Experience and knowledge are required for the accurate scoring of the GCS, and continuous education and training are necessary to maintain accuracy. 2 Previous literature has reported that the accuracy of GCS scoring depends on the scorer’s job title and years of experience. 3 Therefore, more simplified consciousness rating scales have been developed.2,4–8 Although more simplified GCSs have been described,4–8 limited consciousness rating scales exist that simplify all the GCS’s eye, verbal, and motor components.6,8 As the Simple Coma Scale (SCS) simplifies all items in the GCS using the same criteria and because it uses the same wording, it may be easier to score than other simplified GCSs.

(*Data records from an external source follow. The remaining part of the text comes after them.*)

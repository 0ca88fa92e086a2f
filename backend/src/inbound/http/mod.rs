//! HTTP inbound adapter exposing REST endpoints.

pub mod envelope;
pub mod error;
pub mod health;
pub mod oauth_callback;
pub mod onboarding;
pub mod schemas;
pub mod state;
#[cfg(test)]
pub mod test_utils;
pub mod track_event;
pub mod validation;
pub mod verify_email;

pub use error::ApiResult;

use actix_web::web;

use crate::domain::Error;

/// JSON extractor settings shared by every scope.
///
/// Malformed or oversized bodies answer with the `invalid_request` envelope
/// instead of Actix's plain-text error.
pub fn json_config() -> web::JsonConfig {
    web::JsonConfig::default()
        .limit(16 * 1024)
        .error_handler(|err, _req| {
            Error::invalid_request(format!("malformed JSON body: {err}")).into()
        })
}

#[cfg(test)]
mod tests {
    use actix_web::http::StatusCode;
    use actix_web::{App, HttpResponse, post, test};
    use serde::Deserialize;
    use serde_json::Value;

    use super::*;

    #[derive(Deserialize)]
    struct Body {
        #[expect(dead_code, reason = "only deserialisation is exercised")]
        name: String,
    }

    #[post("/echo")]
    async fn echo(_body: web::Json<Body>) -> HttpResponse {
        HttpResponse::NoContent().finish()
    }

    #[actix_web::test]
    async fn malformed_json_uses_the_error_envelope() {
        let app = test::init_service(App::new().app_data(json_config()).service(echo)).await;
        let req = test::TestRequest::post()
            .uri("/echo")
            .insert_header(("content-type", "application/json"))
            .set_payload("{not json")
            .to_request();

        let res = test::call_service(&app, req).await;
        assert_eq!(res.status(), StatusCode::BAD_REQUEST);
        let body: Value = test::read_body_json(res).await;
        assert_eq!(body["success"], false);
        assert_eq!(body["code"], "invalid_request");
    }
}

Therefore, we propose an SCS that allows anyone to accurately and easily assess impairments in patient consciousness. In this study, we examined whether the SCS can predict neurological prognosis, survival, and GCS scores in patients with severe traumatic brain injury (TBI). Our hypothesis was that the SCS has comparable predictivity in predicting good prognosis at discharge and survival in patients with severe TBI.
Methods
Study design and participants
This study was performed using the Japan Neurotrauma Data Bank (JNTDB) and was approved by the Ethics Committee of the National Defense Medical College, Saitama, Japan (approval number: 2205). The requirement for obtaining informed consent was waived due to the anonymization of the data set used in the study. The JNTDB is a nationwide Japanese data registry designed to collect and report data on patients with TBI in Japan; it was initiated by the Japan Society of Neurotraumatology in 1996. The JNTDB typically conducts 2-year projects.9,10
We used data from the JNTDB Project 2015. This project was conducted from April 1, 2015, to March 31, 2017, and involved 1,345 registered patients from 32 hospitals and facilities in Japan. 10 The criteria for enrollment in the JNTDB are TBI with a GCS ≤8 on admission, patients with TBI that worsened to a GCS ≤8 in hospital, or patients with TBI who underwent neurosurgery at the hospital.9,10 The exclusion criteria of the JNTDB are chronic subdural hematoma and patients with cardiopulmonary arrest on admission without an obvious cause of TBI.9,10 In addition to these exclusion criteria, our study excluded the following patients: (1) patients younger than 5 years; (2) patients sedated on admission; and (3) patients with missing outcomes. We excluded the children younger than 5 years because the best verbal response of “oriented” and the best motor response of “obeys commands” were not possible in those children according to Teasdale et al. 2
Variables collected for analysis
The JNTDB data sheet comprised >200 items, including information on the characteristics of the injury and diagnosis, treatment, and complications concerning treatment outcome. 9 The collected variables were age, sex, total GCS score, mechanism, antithrombotic medication, alcohol consumption, transportation, Traumatic Coma Data Bank (TCDB) classification, 11 injury severity score, Abbreviated Injury Scale (AIS) of the head, multiple trauma, hospitalization period, vital signs on admission, pupil dilation, initial computed tomography (CT) findings, neurosurgical intervention, and blood coagulation examination. Multiple trauma was defined as severe trauma with an AIS ≧ 3 in addition to that sustained in the head region.
Study outcomes
The primary outcome was evaluated using the Glasgow Outcome Scale (GOS) at discharge. Favorable outcomes included good recovery and moderate disability. Poor outcomes included severe disability, vegetative state, and death. 12 The secondary outcome was in-hospital survival.
SCS
The SCS is a simplified version of the GCS. The lowest score for each item in the GCS (E:1, V:1, M:1) was 1 point in the SCS, the highest score for each item (E:4, V:5, M:6) was 3 points in the SCS, and all other items (E:2–3, V:2–4, M:2–5) were scored 2 points in the SCS. Consequently, the GCS, which had a 13-point scale (minimum score of 3, total score of 15), was reduced to a 7-point scale (minimum score of 3, total score of 9) in the SCS. Three points for each item on the SCS indicated normal conditions with no abnormalities. If something was amiss, the item would be given a score of 2. An SCS score of 1 indicated that there was no response. In other words, 3 points in the SCS were given for “Normal,” 1 point for “None,” and 2 points for “Something Wrong” (Table 1).
Simple Coma Scale Scoring
Statistical analysis
Descriptive statistics were calculated for all variables. Continuous variables were presented as medians and interquartile ranges (IQRs), and categorical variables as percentages and numbers.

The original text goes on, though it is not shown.